If a line of the data below holds the word "holding", list it.

(Dataset entries)
Start of Block

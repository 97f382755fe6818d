// SPDX-FileCopyrightText: 2026 Intervue Contributors
// SPDX-License-Identifier: MIT OR Apache-2.0

//! Configuration structs with strict key checking.
//!
//! Every struct uses `deny_unknown_fields` so typos surface as diagnostics
//! instead of silently falling back to defaults.

use serde::{Deserialize, Serialize};

/// Top-level configuration for the Intervue pipeline.
#[derive(Debug, Clone, Serialize, Deserialize)]
#[serde(deny_unknown_fields)]
pub struct IntervueConfig {
    /// Search backend settings.
    #[serde(default)]
    pub search: SearchConfig,

    /// Query embedding model settings.
    #[serde(default)]
    pub embedding: EmbeddingConfig,

    /// Local inference (Ollama) provider settings.
    #[serde(default)]
    pub ollama: OllamaConfig,

    /// Hosted OpenAI provider settings.
    #[serde(default)]
    pub openai: OpenAiConfig,

    /// Transport settings shared by all providers.
    #[serde(default)]
    pub provider: ProviderConfig,

    /// Answer self-evaluation settings.
    #[serde(default)]
    pub evaluation: EvaluationConfig,

    /// Log level (trace, debug, info, warn, error).
    #[serde(default = "default_log_level")]
    pub log_level: String,
}

impl Default for IntervueConfig {
    fn default() -> Self {
        Self {
            search: SearchConfig::default(),
            embedding: EmbeddingConfig::default(),
            ollama: OllamaConfig::default(),
            openai: OpenAiConfig::default(),
            provider: ProviderConfig::default(),
            evaluation: EvaluationConfig::default(),
            log_level: default_log_level(),
        }
    }
}

fn default_log_level() -> String {
    "info".to_string()
}

/// Elasticsearch-compatible backend holding the question bank.
#[derive(Debug, Clone, Serialize, Deserialize)]
#[serde(deny_unknown_fields)]
pub struct SearchConfig {
    /// Base URL of the search cluster.
    #[serde(default = "default_search_url")]
    pub url: String,

    /// Index the ingestion job writes to.
    #[serde(default = "default_index_name")]
    pub index_name: String,

    /// Keyword field holding the category code.
    #[serde(default = "default_category_field")]
    pub category_field: String,

    /// Dense-vector field built from question and answer text.
    #[serde(default = "default_vector_field")]
    pub vector_field: String,

    /// Candidate pool size for approximate kNN.
    #[serde(default = "default_num_candidates")]
    pub num_candidates: usize,

    /// Documents returned per query (at most 3).
    #[serde(default = "default_result_limit")]
    pub result_limit: usize,

    /// HTTP timeout for search requests.
    #[serde(default = "default_search_timeout_secs")]
    pub timeout_secs: u64,
}

impl Default for SearchConfig {
    fn default() -> Self {
        Self {
            url: default_search_url(),
            index_name: default_index_name(),
            category_field: default_category_field(),
            vector_field: default_vector_field(),
            num_candidates: default_num_candidates(),
            result_limit: default_result_limit(),
            timeout_secs: default_search_timeout_secs(),
        }
    }
}

fn default_search_url() -> String {
    "http://elasticsearch:9200".to_string()
}

fn default_index_name() -> String {
    "interview-questions".to_string()
}

fn default_category_field() -> String {
    "position".to_string()
}

fn default_vector_field() -> String {
    "question_text_vector".to_string()
}

fn default_num_candidates() -> usize {
    10_000
}

fn default_result_limit() -> usize {
    3
}

fn default_search_timeout_secs() -> u64 {
    30
}

/// Sentence-embedding model used for vector search.
#[derive(Debug, Clone, Serialize, Deserialize)]
#[serde(deny_unknown_fields)]
pub struct EmbeddingConfig {
    /// Model identifier; must match the model used at ingestion time.
    #[serde(default = "default_embedding_model")]
    pub model_name: String,

    /// Path to the ONNX model file. Defaults to the data directory cache.
    #[serde(default)]
    pub model_path: Option<String>,
}

impl Default for EmbeddingConfig {
    fn default() -> Self {
        Self {
            model_name: default_embedding_model(),
            model_path: None,
        }
    }
}

fn default_embedding_model() -> String {
    "multi-qa-MiniLM-L6-cos-v1".to_string()
}

/// Local Ollama server exposing the OpenAI-compatible API.
#[derive(Debug, Clone, Serialize, Deserialize)]
#[serde(deny_unknown_fields)]
pub struct OllamaConfig {
    #[serde(default = "default_ollama_url")]
    pub base_url: String,

    /// Placeholder credential; Ollama ignores it but the protocol requires one.
    #[serde(default = "default_ollama_key")]
    pub api_key: String,
}

impl Default for OllamaConfig {
    fn default() -> Self {
        Self {
            base_url: default_ollama_url(),
            api_key: default_ollama_key(),
        }
    }
}

fn default_ollama_url() -> String {
    "http://ollama:11434/v1/".to_string()
}

fn default_ollama_key() -> String {
    "ollama".to_string()
}

/// Hosted OpenAI API.
#[derive(Debug, Clone, Serialize, Deserialize)]
#[serde(deny_unknown_fields)]
pub struct OpenAiConfig {
    #[serde(default = "default_openai_url")]
    pub base_url: String,

    /// API key. Falls back to `OPENAI_API_KEY` when unset.
    #[serde(default)]
    pub api_key: Option<String>,
}

impl Default for OpenAiConfig {
    fn default() -> Self {
        Self {
            base_url: default_openai_url(),
            api_key: None,
        }
    }
}

fn default_openai_url() -> String {
    "https://api.openai.com/v1/".to_string()
}

/// Timeout and retry policy for provider calls.
#[derive(Debug, Clone, Serialize, Deserialize)]
#[serde(deny_unknown_fields)]
pub struct ProviderConfig {
    #[serde(default = "default_provider_timeout_secs")]
    pub timeout_secs: u64,

    /// Extra attempts after a transient failure.
    #[serde(default = "default_max_retries")]
    pub max_retries: u32,

    /// Delay before the first retry; doubles on each subsequent one.
    #[serde(default = "default_initial_backoff_ms")]
    pub initial_backoff_ms: u64,
}

impl Default for ProviderConfig {
    fn default() -> Self {
        Self {
            timeout_secs: default_provider_timeout_secs(),
            max_retries: default_max_retries(),
            initial_backoff_ms: default_initial_backoff_ms(),
        }
    }
}

fn default_provider_timeout_secs() -> u64 {
    120
}

fn default_max_retries() -> u32 {
    1
}

fn default_initial_backoff_ms() -> u64 {
    1000
}

/// LLM-as-judge relevance scoring.
#[derive(Debug, Clone, Serialize, Deserialize)]
#[serde(deny_unknown_fields)]
pub struct EvaluationConfig {
    /// `<provider>/<model>` used to judge answers.
    #[serde(default = "default_judge_model")]
    pub judge_model: String,
}

impl Default for EvaluationConfig {
    fn default() -> Self {
        Self {
            judge_model: default_judge_model(),
        }
    }
}

fn default_judge_model() -> String {
    "openai/gpt-4o-mini".to_string()
}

End of Block

→ **Solution to this problem**
/// Elasticsearch-compatible backend holding the question bank.
    /// Keyword field holding the category code.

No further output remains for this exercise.